State how many lines in the entries below hold the string "aggregator", and give nothing besides that number.

_Source data_:
::::
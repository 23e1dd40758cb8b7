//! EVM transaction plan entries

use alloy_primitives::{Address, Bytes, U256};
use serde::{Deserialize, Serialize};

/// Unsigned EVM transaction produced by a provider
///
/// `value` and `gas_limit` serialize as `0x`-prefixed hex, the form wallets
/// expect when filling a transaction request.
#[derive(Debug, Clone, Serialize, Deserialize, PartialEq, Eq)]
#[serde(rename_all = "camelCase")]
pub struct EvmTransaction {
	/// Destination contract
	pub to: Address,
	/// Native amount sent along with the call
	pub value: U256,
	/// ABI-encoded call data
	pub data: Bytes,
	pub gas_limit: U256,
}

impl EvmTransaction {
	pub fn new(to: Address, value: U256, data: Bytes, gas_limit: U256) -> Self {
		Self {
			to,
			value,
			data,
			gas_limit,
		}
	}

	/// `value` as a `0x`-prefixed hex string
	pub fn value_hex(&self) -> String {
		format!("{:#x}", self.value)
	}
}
::::
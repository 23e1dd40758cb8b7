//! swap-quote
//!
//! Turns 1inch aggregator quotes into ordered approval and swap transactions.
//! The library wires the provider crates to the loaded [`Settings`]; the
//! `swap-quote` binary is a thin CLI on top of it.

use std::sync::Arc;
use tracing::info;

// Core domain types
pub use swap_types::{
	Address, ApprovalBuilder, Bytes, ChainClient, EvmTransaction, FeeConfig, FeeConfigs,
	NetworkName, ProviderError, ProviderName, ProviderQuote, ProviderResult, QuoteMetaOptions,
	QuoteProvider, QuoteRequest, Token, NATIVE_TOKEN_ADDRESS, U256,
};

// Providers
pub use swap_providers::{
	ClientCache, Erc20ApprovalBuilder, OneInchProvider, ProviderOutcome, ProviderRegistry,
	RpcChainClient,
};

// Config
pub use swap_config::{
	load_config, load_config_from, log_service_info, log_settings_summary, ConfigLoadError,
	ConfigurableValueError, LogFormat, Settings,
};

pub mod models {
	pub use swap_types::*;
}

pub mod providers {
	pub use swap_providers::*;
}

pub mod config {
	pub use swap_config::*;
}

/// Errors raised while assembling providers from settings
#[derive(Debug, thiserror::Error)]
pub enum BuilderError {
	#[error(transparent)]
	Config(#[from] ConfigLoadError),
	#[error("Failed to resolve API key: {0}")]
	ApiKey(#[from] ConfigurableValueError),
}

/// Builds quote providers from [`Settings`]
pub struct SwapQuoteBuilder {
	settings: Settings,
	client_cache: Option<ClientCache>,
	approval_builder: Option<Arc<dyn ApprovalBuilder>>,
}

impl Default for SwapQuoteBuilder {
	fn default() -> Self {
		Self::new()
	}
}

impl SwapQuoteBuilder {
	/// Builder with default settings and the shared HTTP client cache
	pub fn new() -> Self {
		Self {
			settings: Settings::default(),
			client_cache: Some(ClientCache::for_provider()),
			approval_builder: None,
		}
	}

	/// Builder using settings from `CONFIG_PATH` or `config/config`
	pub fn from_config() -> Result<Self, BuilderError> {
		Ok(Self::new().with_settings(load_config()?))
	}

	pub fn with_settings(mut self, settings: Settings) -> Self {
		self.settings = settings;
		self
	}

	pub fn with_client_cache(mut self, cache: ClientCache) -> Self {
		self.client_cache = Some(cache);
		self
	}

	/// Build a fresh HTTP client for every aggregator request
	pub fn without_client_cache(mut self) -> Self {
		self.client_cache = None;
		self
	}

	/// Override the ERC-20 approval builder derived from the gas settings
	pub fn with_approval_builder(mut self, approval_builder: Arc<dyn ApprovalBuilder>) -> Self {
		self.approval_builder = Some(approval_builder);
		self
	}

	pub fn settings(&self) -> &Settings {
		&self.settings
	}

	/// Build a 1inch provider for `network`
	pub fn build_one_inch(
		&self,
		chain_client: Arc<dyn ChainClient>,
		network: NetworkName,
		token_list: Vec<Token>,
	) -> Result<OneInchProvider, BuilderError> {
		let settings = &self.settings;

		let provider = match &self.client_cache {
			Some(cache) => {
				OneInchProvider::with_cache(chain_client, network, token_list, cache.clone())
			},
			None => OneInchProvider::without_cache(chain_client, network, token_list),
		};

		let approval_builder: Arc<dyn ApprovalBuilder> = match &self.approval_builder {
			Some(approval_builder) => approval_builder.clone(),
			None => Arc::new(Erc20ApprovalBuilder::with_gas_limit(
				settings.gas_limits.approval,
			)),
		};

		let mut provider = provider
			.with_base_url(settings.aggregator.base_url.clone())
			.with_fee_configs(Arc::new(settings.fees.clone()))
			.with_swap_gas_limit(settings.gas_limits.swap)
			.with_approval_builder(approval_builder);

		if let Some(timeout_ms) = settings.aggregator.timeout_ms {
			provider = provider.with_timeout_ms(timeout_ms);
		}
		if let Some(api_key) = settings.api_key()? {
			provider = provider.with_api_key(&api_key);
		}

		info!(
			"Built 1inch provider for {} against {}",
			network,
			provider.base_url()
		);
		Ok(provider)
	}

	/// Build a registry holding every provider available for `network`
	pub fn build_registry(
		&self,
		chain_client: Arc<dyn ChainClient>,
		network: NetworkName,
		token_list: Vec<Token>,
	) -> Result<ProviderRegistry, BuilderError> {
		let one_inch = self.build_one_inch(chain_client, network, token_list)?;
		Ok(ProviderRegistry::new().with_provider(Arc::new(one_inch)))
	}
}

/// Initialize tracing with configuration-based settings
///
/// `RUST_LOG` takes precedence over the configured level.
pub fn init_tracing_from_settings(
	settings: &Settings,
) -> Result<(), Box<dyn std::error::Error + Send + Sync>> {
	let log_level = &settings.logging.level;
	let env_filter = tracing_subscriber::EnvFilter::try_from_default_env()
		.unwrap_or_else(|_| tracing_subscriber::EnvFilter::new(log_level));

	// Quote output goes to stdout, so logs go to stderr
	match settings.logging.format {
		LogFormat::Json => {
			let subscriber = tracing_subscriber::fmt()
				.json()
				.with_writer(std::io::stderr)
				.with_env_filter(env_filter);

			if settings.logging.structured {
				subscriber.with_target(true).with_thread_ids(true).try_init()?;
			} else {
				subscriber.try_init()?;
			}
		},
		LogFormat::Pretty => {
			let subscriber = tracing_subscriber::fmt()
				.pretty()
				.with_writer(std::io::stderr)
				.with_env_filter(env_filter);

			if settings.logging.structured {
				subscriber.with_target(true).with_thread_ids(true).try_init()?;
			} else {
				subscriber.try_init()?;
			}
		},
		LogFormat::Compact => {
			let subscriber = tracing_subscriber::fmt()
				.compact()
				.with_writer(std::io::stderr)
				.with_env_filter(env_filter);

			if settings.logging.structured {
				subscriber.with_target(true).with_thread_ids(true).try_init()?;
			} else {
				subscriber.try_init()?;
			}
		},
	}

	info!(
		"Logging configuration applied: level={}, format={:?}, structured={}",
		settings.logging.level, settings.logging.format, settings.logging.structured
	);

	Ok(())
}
::::
_Completed exercise_: 4